The JRF’s recent public consultation revealed a strong sense of unease about some of the changes shaping British society. This Viewpoint continues the discussion about modern ‘social evils’ on the theme of a decline in values’. Anthony Grayling argues that it is the responsibility of each of us to confront such difficulties by getting them in proportion; working out if they really are problems; and deciding what we can do about them, individually and collectively.

Key points

  • Every generation thinks that the past was a better place and that its own time is one of crisis. Yet contemporary Western liberal democratic societies offer greatly better lives for the majority than fifty or a hundred years ago.
  • Lament over the demise of traditional forms of community overlooks the new forms of community, especially among the young, made possible by the Internet. Now there is a wider range of shared experience and knowledge in the nation as a whole.
  • Personal autonomy and responsibility, self-determination and independence are far more likely to promote than to degrade concern for others. The illusion of a breakdown in civil intercourse, for which individualism is blamed, is far more the result of a contrast between the worlds we occupy as children and adults.
  • Most consumption is a means to the enjoyment that possession offers, and the process itself is therefore often pleasurable.
  • Our own time is greatly more moral, equitable, just and caring than the Victorian age.
  • There can be and are good and happy families with only one parent in them, and achieving this is the desideratum that society should work towards without preconceptions about traditional models and numbers.
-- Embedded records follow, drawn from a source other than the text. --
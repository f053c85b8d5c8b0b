//! Durable job queue
//!
//! Jobs are the raw declarative lines, appended to a Redis list that the
//! workers pop from.

use async_trait::async_trait;
use log::{debug, info};
use redis::aio::MultiplexedConnection;
use redis::{ConnectionAddr, ConnectionInfo, FromRedisValue, RedisConnectionInfo};
use std::time::Duration;
use tokio::time::timeout;

use crate::config::{QueueEndpoint, Settings};
use crate::error::QueueError;

/// List the workers consume jobs from
pub const JOBS_KEY: &str = "probewatch.jobs";

/// FIFO store for pending jobs
#[async_trait]
pub trait JobQueue: Send {
    /// Liveness check
    async fn ping(&mut self) -> Result<(), QueueError>;

    /// Append one job payload to the tail of the queue
    async fn push(&mut self, payload: &str) -> Result<(), QueueError>;
}

/// Redis-backed queue
///
/// Every command is bounded by the same timeout as the initial dial, so a
/// server that accepts the connection and then stalls cannot hang enqueue.
pub struct RedisQueue {
    connection: MultiplexedConnection,
    key: String,
    response_timeout: Duration,
}

impl RedisQueue {
    /// Connect using the queue part of `settings`
    pub async fn connect(settings: &Settings) -> Result<Self, QueueError> {
        let info = connection_info(settings)?;
        debug!("Connecting to queue at {:?}", info.addr);

        let client = redis::Client::open(info)?;
        let connection = timeout(settings.redis_timeout, client.get_multiplexed_async_connection())
            .await
            .map_err(|_| QueueError::Timeout(settings.redis_timeout))??;

        Ok(Self {
            connection,
            key: JOBS_KEY.to_string(),
            response_timeout: settings.redis_timeout,
        })
    }

    async fn query<T: FromRedisValue>(&mut self, cmd: &redis::Cmd) -> Result<T, QueueError> {
        timeout(self.response_timeout, cmd.query_async(&mut self.connection))
            .await
            .map_err(|_| QueueError::Timeout(self.response_timeout))?
            .map_err(QueueError::from)
    }
}

/// Translate settings into a redis connection description
pub fn connection_info(settings: &Settings) -> Result<ConnectionInfo, QueueError> {
    let addr = match settings
        .queue_endpoint()
        .map_err(|e| QueueError::Connection(e.to_string()))?
    {
        QueueEndpoint::Tcp { host, port } => ConnectionAddr::Tcp(host, port),
        #[cfg(unix)]
        QueueEndpoint::Unix(path) => ConnectionAddr::Unix(path),
        #[cfg(not(unix))]
        QueueEndpoint::Unix(path) => {
            return Err(QueueError::Connection(format!(
                "unix sockets are not supported here: {}",
                path.display()
            )))
        }
    };

    let password = Some(settings.redis_password.clone()).filter(|p| !p.is_empty());

    Ok(ConnectionInfo {
        addr,
        redis: RedisConnectionInfo {
            db: settings.redis_db,
            password,
            ..RedisConnectionInfo::default()
        },
    })
}

#[async_trait]
impl JobQueue for RedisQueue {
    async fn ping(&mut self) -> Result<(), QueueError> {
        let reply: String = self.query(&redis::cmd("PING")).await?;
        info!("Queue responded to ping: {}", reply);
        Ok(())
    }

    async fn push(&mut self, payload: &str) -> Result<(), QueueError> {
        let mut rpush = redis::cmd("RPUSH");
        rpush.arg(&self.key).arg(payload);
        let length: i64 = self.query(&rpush).await?;
        debug!("Queued job on {} (length {})", self.key, length);
        Ok(())
    }
}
  • We must find ways of giving young people responsibility, recognition, status, self-respect, and a chance to acquire and internalise self-discipline – for self-discipline is a liberating power and transforms life for the better.
  • To decriminalise drugs and their use, and to place them into the same framework as alcohol, would reduce the allure of drugs, free police time, and wipe out the criminal drug industry at a stroke.
  • That inequalities persist is a cost of the other benefits that accrue from the arrangements of contemporary Western liberal democracies. As long as continual efforts at rebalancing are maintained, it is a cost worth paying.
  • Crime and violence are endemic in human societies but people (aided by the media) tend to over-inflate its seriousness.